Collected data entries
——

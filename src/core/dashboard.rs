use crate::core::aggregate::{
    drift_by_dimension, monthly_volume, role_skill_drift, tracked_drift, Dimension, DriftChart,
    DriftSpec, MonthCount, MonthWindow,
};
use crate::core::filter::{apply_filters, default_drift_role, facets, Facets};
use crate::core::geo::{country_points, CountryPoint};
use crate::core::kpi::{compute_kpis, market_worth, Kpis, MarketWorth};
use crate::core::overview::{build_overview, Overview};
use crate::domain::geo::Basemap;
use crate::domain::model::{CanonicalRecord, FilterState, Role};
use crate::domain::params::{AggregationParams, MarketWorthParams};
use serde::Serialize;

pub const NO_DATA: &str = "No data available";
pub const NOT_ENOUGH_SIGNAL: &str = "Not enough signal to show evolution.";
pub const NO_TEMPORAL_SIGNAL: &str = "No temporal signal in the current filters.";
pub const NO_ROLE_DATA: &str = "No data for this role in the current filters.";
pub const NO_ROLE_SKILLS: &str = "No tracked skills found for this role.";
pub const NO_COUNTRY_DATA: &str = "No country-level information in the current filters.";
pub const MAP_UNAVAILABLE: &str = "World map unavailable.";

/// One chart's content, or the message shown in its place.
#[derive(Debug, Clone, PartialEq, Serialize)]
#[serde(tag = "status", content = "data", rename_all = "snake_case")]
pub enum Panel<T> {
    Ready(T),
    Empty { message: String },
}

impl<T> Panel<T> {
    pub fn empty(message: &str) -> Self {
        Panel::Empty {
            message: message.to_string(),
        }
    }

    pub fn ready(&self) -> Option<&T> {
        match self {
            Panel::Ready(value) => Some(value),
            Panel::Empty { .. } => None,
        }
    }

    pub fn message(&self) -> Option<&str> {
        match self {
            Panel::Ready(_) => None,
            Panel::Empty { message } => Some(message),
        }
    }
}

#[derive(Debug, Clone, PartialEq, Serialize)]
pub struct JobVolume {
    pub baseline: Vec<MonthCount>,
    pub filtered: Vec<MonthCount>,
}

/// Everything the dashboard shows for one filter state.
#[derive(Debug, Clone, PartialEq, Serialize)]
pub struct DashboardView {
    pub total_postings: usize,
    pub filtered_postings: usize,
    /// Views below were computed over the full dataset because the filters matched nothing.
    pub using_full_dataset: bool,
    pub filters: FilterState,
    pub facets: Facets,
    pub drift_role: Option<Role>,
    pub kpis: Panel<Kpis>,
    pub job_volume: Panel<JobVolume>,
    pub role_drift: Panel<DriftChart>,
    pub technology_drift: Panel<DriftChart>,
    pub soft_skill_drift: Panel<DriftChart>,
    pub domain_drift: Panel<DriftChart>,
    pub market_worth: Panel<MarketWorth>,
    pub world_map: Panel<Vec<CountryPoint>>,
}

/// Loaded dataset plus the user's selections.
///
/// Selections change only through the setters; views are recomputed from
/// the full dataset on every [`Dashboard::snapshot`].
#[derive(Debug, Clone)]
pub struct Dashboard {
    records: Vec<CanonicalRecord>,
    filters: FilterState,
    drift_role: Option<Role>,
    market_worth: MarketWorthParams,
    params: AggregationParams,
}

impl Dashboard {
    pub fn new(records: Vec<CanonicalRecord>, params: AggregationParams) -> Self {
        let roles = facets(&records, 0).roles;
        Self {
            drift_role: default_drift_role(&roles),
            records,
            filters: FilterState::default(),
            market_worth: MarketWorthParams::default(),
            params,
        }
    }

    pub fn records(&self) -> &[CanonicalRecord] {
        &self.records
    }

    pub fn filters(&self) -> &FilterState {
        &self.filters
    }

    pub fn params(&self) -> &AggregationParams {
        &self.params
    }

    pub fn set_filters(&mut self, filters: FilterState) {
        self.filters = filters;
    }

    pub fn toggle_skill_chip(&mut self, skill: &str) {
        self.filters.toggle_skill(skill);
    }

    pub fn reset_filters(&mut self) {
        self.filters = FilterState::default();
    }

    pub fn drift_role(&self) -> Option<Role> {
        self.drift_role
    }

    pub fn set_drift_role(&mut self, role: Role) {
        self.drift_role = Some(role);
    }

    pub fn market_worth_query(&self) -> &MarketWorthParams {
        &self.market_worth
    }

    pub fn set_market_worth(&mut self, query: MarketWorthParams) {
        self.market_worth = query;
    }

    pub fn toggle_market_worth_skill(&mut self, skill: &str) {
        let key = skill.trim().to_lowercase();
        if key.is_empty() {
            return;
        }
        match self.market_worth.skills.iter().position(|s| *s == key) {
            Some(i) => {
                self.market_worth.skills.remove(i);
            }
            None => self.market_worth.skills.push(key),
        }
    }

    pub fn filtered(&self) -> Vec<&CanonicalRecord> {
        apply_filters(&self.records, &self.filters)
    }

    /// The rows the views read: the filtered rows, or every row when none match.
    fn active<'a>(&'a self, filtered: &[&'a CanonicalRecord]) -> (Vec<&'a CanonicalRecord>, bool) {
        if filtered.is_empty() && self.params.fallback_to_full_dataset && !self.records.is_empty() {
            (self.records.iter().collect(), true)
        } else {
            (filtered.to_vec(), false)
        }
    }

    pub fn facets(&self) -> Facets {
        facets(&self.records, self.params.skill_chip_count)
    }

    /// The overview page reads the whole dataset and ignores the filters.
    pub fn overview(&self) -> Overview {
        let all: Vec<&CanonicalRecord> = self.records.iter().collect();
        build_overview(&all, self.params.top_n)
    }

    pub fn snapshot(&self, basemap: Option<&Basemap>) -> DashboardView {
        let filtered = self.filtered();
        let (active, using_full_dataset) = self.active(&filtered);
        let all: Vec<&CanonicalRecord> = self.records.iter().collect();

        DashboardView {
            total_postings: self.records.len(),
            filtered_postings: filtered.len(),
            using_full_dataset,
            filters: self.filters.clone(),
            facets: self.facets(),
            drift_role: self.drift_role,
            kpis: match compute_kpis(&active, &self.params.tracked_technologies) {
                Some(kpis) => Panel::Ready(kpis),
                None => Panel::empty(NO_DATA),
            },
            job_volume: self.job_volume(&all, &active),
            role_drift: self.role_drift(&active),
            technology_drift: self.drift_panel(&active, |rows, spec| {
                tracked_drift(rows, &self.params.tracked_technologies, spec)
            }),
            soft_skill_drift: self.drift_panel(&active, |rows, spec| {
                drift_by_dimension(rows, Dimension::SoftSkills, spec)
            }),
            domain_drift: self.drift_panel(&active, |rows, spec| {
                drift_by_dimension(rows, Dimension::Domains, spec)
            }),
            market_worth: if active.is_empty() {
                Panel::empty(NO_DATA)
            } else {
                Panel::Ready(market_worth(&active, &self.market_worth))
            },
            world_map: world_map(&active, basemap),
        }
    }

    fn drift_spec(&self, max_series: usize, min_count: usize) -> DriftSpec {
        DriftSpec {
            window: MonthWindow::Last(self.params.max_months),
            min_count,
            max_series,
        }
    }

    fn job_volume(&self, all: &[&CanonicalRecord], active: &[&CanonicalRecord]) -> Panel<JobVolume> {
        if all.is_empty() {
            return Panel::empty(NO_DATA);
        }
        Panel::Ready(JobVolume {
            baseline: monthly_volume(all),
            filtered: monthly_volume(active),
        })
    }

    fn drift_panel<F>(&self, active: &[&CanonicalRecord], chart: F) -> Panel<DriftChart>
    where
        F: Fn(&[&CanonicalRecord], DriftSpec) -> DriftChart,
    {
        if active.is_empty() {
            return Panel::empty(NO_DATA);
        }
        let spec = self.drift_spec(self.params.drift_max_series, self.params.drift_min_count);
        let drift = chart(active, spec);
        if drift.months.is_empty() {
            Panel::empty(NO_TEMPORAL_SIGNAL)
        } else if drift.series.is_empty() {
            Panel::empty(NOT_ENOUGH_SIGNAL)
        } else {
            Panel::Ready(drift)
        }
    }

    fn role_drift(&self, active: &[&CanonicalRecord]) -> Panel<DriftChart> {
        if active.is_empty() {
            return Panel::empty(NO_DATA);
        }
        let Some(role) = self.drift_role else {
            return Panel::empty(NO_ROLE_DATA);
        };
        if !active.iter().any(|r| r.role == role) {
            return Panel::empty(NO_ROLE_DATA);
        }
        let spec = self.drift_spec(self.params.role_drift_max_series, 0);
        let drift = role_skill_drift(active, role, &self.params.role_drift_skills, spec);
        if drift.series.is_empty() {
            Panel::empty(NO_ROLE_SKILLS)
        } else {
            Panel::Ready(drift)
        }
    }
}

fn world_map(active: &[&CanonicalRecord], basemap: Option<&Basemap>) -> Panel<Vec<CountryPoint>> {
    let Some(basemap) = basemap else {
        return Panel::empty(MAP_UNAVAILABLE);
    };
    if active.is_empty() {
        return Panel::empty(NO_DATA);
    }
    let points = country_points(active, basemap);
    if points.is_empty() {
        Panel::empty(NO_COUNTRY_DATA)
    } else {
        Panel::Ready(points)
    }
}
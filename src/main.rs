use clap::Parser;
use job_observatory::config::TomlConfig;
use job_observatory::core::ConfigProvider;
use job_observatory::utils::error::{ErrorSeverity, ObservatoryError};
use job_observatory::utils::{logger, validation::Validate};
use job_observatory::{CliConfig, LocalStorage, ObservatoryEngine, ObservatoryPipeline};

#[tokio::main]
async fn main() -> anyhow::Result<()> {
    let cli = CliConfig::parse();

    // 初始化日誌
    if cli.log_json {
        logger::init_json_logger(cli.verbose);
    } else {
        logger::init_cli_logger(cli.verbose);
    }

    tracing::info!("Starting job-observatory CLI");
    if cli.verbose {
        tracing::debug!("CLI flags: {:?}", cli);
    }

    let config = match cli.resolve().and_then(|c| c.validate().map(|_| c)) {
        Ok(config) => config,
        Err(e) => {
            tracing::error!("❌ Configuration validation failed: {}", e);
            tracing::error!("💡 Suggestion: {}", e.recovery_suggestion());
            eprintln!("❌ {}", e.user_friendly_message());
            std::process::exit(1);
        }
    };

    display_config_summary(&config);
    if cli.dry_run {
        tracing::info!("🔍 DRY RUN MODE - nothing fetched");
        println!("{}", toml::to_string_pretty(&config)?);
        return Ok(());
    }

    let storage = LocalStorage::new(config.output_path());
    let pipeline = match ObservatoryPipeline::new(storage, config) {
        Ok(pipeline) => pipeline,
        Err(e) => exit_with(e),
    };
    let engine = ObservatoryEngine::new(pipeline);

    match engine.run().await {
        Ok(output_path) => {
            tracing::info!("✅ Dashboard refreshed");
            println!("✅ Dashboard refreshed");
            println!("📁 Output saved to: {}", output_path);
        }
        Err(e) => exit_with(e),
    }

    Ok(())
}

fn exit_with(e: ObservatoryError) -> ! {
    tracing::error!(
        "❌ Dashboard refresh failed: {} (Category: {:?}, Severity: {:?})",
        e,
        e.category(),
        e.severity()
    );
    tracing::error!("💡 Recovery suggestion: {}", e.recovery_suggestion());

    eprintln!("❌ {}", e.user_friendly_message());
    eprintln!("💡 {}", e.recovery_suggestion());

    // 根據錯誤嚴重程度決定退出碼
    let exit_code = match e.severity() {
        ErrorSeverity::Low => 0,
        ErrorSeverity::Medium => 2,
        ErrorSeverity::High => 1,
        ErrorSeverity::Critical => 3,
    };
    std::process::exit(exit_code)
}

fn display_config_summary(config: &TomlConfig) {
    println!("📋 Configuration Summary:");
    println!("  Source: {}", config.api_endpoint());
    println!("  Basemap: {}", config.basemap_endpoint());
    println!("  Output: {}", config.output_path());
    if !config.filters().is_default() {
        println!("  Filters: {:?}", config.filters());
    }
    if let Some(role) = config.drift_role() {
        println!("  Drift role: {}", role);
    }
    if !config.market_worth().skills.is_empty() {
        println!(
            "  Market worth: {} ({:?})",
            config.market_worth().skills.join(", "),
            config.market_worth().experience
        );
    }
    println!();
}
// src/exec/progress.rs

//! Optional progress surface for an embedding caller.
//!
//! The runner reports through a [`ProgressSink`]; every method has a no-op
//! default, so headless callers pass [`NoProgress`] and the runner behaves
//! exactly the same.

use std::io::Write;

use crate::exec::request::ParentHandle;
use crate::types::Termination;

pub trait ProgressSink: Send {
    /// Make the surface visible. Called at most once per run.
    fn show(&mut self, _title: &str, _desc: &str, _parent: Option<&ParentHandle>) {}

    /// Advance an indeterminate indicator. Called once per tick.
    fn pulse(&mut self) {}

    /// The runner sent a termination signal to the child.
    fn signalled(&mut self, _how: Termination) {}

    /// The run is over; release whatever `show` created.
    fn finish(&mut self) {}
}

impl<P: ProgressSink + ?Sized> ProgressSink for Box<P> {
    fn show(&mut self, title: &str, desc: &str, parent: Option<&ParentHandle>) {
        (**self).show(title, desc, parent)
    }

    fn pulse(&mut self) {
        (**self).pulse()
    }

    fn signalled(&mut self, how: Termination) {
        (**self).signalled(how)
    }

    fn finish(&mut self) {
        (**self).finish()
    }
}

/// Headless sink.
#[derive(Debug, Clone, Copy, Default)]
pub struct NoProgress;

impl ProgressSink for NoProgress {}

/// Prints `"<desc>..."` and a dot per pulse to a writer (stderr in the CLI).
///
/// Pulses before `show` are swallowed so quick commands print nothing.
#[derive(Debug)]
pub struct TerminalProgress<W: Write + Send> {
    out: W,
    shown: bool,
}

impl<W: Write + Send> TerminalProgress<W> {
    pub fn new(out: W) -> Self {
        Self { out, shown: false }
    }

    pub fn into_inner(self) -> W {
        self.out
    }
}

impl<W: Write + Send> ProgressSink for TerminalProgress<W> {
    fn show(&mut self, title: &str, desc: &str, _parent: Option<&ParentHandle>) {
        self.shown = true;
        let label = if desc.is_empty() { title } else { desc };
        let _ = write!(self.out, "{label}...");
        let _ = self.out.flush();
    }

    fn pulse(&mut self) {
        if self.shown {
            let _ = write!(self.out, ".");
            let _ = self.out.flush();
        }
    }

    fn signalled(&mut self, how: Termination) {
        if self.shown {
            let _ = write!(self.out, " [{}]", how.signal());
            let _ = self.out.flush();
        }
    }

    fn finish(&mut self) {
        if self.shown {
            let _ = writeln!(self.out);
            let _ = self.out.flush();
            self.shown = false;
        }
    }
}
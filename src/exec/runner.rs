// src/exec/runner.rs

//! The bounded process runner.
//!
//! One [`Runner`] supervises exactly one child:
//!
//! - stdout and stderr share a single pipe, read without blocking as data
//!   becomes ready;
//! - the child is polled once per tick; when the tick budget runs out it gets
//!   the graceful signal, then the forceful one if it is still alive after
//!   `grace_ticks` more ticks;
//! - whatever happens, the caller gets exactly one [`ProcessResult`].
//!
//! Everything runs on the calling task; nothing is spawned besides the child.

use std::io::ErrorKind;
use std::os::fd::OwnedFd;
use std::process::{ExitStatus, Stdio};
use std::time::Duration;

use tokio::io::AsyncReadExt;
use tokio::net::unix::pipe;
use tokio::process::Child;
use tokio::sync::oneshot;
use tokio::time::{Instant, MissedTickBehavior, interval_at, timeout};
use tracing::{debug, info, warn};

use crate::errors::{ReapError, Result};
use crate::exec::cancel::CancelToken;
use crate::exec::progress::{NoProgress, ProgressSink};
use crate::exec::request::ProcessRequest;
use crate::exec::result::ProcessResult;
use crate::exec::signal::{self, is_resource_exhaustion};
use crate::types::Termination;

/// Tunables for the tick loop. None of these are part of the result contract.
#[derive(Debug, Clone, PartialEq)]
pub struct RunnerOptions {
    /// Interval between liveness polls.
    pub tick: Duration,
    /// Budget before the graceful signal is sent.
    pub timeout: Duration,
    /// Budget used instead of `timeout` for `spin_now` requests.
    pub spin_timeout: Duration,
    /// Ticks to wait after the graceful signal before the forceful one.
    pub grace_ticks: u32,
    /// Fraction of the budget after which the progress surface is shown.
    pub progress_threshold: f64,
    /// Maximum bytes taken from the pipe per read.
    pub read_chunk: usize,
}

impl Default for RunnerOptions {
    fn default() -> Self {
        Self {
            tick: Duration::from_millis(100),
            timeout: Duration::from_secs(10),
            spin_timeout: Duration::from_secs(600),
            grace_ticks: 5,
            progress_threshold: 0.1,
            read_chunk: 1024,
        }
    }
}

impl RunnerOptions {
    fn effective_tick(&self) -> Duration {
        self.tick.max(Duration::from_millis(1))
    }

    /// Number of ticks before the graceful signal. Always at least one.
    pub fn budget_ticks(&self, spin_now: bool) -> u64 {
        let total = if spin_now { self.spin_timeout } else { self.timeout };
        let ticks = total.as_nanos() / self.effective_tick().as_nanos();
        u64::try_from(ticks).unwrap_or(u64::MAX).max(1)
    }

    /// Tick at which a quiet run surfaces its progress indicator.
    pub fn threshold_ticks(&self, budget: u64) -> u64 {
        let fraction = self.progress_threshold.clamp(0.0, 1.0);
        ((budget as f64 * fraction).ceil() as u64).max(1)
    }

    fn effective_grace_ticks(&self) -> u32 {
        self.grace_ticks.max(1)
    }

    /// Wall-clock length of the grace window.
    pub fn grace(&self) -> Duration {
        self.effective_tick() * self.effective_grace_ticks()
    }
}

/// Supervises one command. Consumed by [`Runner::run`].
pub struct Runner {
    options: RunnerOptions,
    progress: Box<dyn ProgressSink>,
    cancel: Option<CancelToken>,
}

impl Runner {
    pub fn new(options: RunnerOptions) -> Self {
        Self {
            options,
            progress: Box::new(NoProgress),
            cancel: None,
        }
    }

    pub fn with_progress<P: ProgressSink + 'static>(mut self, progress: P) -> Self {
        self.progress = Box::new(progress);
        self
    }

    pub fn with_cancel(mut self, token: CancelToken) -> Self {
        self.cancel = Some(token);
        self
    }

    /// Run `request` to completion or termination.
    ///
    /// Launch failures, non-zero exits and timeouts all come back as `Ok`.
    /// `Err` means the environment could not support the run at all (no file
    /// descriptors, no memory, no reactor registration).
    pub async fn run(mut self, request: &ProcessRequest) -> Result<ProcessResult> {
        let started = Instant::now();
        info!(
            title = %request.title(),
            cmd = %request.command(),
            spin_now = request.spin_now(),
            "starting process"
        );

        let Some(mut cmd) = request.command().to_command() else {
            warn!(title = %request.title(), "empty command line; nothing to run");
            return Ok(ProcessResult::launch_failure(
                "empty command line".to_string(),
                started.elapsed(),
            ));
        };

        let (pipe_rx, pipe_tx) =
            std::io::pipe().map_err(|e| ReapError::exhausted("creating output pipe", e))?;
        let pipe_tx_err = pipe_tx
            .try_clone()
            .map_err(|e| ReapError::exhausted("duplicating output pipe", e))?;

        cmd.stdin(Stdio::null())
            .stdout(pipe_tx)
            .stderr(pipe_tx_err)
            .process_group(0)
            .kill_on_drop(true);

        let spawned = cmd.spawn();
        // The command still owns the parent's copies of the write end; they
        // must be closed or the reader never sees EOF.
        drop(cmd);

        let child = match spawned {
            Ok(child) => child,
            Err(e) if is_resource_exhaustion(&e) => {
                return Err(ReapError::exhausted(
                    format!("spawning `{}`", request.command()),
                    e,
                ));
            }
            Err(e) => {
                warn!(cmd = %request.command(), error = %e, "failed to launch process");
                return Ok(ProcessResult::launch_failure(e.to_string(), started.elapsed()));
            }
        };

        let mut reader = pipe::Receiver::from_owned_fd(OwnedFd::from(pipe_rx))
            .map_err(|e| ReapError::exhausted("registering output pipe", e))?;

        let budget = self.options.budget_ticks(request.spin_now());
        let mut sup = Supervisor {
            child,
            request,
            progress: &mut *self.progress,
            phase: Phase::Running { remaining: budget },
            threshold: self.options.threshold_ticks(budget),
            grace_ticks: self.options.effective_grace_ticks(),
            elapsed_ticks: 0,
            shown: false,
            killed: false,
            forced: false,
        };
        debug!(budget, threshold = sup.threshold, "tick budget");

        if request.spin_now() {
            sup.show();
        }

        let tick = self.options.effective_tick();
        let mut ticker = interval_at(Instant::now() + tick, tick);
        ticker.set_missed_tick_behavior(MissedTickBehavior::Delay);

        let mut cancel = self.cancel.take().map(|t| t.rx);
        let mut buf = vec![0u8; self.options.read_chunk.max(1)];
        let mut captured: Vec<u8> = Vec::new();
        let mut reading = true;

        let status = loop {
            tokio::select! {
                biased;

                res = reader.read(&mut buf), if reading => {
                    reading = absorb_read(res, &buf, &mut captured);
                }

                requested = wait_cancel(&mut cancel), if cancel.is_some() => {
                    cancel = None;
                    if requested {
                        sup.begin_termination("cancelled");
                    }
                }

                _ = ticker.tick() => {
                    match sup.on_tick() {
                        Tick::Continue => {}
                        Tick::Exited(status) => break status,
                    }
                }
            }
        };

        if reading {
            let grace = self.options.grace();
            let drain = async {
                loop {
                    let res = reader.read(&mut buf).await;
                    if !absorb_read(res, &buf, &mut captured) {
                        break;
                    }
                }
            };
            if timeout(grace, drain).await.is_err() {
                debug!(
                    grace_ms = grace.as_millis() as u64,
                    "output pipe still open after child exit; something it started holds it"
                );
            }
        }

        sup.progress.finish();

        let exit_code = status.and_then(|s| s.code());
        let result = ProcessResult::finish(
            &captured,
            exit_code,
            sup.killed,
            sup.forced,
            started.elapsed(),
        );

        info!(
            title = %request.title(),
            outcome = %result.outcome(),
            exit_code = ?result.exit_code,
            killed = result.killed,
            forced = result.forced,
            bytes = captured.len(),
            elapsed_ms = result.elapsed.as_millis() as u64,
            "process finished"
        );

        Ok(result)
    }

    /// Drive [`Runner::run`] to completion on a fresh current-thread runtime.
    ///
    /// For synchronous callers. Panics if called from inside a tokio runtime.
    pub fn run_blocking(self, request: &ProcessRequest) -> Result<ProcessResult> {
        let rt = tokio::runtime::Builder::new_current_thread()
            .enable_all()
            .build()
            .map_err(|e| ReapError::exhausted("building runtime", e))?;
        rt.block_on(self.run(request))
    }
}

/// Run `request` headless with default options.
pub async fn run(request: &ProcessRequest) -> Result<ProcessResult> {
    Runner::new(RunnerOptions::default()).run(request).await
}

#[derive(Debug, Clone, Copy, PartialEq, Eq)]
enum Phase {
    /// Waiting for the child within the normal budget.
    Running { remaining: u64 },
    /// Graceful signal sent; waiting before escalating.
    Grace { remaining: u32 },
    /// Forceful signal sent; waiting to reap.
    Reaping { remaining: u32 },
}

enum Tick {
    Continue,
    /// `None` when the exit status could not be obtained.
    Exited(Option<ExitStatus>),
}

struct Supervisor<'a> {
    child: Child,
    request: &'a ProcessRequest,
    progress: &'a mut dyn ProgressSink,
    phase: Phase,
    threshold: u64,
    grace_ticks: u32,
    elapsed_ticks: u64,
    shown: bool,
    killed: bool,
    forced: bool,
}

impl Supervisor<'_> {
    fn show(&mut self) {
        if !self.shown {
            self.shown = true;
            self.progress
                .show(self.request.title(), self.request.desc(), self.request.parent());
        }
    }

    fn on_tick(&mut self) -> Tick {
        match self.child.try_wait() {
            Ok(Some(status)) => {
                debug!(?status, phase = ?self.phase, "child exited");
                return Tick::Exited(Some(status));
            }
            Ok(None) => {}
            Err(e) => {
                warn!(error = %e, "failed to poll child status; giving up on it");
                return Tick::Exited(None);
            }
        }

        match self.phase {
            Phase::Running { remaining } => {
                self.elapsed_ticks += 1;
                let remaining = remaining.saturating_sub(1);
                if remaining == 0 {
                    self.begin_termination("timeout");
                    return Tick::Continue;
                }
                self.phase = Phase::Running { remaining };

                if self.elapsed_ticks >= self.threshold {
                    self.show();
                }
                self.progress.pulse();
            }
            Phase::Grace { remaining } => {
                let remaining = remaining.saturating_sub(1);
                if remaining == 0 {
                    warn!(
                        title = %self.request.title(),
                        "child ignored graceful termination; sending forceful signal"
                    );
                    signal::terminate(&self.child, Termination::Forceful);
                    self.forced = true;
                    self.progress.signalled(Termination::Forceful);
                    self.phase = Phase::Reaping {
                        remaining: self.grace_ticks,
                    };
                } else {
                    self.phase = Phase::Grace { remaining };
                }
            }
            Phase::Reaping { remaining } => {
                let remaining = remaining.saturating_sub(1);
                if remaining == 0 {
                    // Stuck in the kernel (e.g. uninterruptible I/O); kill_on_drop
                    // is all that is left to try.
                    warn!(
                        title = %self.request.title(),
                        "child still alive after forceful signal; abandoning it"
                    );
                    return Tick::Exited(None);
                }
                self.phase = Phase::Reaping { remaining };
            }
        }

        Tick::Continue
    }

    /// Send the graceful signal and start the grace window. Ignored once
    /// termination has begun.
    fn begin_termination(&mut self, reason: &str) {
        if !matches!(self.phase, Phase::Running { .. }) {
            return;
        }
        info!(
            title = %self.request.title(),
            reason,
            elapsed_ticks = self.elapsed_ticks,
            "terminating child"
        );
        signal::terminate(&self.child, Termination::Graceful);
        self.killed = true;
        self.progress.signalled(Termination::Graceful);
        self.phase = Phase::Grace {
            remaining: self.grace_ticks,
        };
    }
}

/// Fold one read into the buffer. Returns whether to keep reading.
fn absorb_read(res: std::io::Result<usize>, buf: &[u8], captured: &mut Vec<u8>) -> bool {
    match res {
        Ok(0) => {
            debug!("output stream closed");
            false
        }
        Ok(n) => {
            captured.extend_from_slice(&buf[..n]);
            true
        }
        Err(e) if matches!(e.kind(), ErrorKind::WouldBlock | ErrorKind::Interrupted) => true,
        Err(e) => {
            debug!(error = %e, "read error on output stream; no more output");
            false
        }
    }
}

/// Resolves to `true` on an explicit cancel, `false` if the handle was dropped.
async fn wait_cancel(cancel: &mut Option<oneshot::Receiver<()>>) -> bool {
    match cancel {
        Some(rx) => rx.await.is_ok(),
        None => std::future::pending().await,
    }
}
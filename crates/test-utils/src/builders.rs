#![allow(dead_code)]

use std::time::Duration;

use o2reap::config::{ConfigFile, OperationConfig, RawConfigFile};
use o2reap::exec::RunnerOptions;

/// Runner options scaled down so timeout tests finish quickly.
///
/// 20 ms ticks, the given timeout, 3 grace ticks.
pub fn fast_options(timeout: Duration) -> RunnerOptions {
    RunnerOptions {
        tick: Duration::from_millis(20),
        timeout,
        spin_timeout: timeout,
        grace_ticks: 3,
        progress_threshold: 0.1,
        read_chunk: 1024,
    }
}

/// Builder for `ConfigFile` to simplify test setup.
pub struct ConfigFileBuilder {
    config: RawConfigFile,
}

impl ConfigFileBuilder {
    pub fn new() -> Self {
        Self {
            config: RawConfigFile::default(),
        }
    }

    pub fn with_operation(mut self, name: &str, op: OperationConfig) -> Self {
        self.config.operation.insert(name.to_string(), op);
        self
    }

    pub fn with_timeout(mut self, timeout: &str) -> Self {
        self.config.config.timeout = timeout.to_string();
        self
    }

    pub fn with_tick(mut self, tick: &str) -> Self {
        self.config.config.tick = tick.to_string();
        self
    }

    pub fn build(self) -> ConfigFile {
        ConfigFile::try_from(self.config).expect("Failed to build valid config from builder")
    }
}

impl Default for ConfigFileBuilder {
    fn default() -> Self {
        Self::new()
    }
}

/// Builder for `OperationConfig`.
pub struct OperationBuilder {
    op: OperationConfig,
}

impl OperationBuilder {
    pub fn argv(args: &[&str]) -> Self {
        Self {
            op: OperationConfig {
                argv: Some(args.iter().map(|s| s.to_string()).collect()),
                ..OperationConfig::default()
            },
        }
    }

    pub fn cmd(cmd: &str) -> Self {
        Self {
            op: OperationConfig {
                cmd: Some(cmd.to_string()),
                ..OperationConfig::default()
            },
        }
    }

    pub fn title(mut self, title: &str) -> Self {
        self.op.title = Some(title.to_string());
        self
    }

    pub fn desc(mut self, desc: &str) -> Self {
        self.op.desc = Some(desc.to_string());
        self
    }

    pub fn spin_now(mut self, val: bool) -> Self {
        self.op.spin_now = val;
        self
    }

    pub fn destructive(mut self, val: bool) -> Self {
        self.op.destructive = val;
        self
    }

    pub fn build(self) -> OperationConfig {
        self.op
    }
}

——

> _Task directions_
Report each line in the entries where the string "CountryPoint" occurs.

> _Solution for this task_
use crate::core::geo::{country_points, CountryPoint};
    pub world_map: Panel<Vec<CountryPoint>>,
fn world_map(active: &[&CanonicalRecord], basemap: Option<&Basemap>) -> Panel<Vec<CountryPoint>> {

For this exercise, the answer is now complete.